*RAW DATA*:
// src/config.rs

const DEFAULT_GATEWAY_URL: &str = "https://ai.gateway.lovable.dev";

// The gateway's non-OpenAI provider path rejects inline data URIs for image
// inputs, so data-URI uploads must go through an OpenAI-compatible vision
// model while plain URLs use the cheaper provider.
const DEFAULT_VISION_MODEL_INLINE: &str = "openai/gpt-5-mini";
const DEFAULT_VISION_MODEL_REMOTE: &str = "google/gemini-2.5-flash";
const DEFAULT_CHAT_MODEL: &str = "google/gemini-2.5-flash";

/// Server-side configuration, read once at startup. The gateway credential is
/// optional here; requests fail with a config error when it is absent.
#[derive(Debug, Clone)]
pub struct RelayConfig {
    pub bind_addr: String,
    pub gateway_url: String,
    pub api_key: Option<String>,
    pub vision_model_inline: String,
    pub vision_model_remote: String,
    pub chat_model: String,
}

impl RelayConfig {
    pub fn from_env() -> Self {
        Self {
            bind_addr: std::env::var("BIND_ADDR").unwrap_or_else(|_| "0.0.0.0:8080".to_string()),
            gateway_url: std::env::var("AI_GATEWAY_URL")
                .unwrap_or_else(|_| DEFAULT_GATEWAY_URL.to_string()),
            api_key: std::env::var("AI_GATEWAY_API_KEY").ok(),
            vision_model_inline: std::env::var("CROP_VISION_MODEL_INLINE")
                .unwrap_or_else(|_| DEFAULT_VISION_MODEL_INLINE.to_string()),
            vision_model_remote: std::env::var("CROP_VISION_MODEL_REMOTE")
                .unwrap_or_else(|_| DEFAULT_VISION_MODEL_REMOTE.to_string()),
            chat_model: std::env::var("FARM_CHAT_MODEL")
                .unwrap_or_else(|_| DEFAULT_CHAT_MODEL.to_string()),
        }
    }
}

impl Default for RelayConfig {
    fn default() -> Self {
        Self {
            bind_addr: "0.0.0.0:8080".to_string(),
            gateway_url: DEFAULT_GATEWAY_URL.to_string(),
            api_key: None,
            vision_model_inline: DEFAULT_VISION_MODEL_INLINE.to_string(),
            vision_model_remote: DEFAULT_VISION_MODEL_REMOTE.to_string(),
            chat_model: DEFAULT_CHAT_MODEL.to_string(),
        }
    }
}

*EXERCISE GOAL*: With every word kept as it is, set down the entries again.

*WRITTEN SOLUTION*:
// src/config.rs

const DEFAULT_GATEWAY_URL: &str = "https://ai.gateway.lovable.dev";

// The gateway's non-OpenAI provider path rejects inline data URIs for image
// inputs, so data-URI uploads must go through an OpenAI-compatible vision
// model while plain URLs use the cheaper provider.
const DEFAULT_VISION_MODEL_INLINE: &str = "openai/gpt-5-mini";
const DEFAULT_VISION_MODEL_REMOTE: &str = "google/gemini-2.5-flash";
const DEFAULT_CHAT_MODEL: &str = "google/gemini-2.5-flash";

/// Server-side configuration, read once at startup. The gateway credential is
/// optional here; requests fail with a config error when it is absent.
#[derive(Debug, Clone)]
pub struct RelayConfig {
    pub bind_addr: String,
    pub gateway_url: String,
    pub api_key: Option<String>,
    pub vision_model_inline: String,
    pub vision_model_remote: String,
    pub chat_model: String,
}

impl RelayConfig {
    pub fn from_env() -> Self {
        Self {
            bind_addr: std::env::var("BIND_ADDR").unwrap_or_else(|_| "0.0.0.0:8080".to_string()),
            gateway_url: std::env::var("AI_GATEWAY_URL")
                .unwrap_or_else(|_| DEFAULT_GATEWAY_URL.to_string()),
            api_key: std::env::var("AI_GATEWAY_API_KEY").ok(),
            vision_model_inline: std::env::var("CROP_VISION_MODEL_INLINE")
                .unwrap_or_else(|_| DEFAULT_VISION_MODEL_INLINE.to_string()),
            vision_model_remote: std::env::var("CROP_VISION_MODEL_REMOTE")
                .unwrap_or_else(|_| DEFAULT_VISION_MODEL_REMOTE.to_string()),
            chat_model: std::env::var("FARM_CHAT_MODEL")
                .unwrap_or_else(|_| DEFAULT_CHAT_MODEL.to_string()),
        }
    }
}

impl Default for RelayConfig {
    fn default() -> Self {
        Self {
            bind_addr: "0.0.0.0:8080".to_string(),
            gateway_url: DEFAULT_GATEWAY_URL.to_string(),
            api_key: None,
            vision_model_inline: DEFAULT_VISION_MODEL_INLINE.to_string(),
            vision_model_remote: DEFAULT_VISION_MODEL_REMOTE.to_string(),
            chat_model: DEFAULT_CHAT_MODEL.to_string(),
        }
    }
}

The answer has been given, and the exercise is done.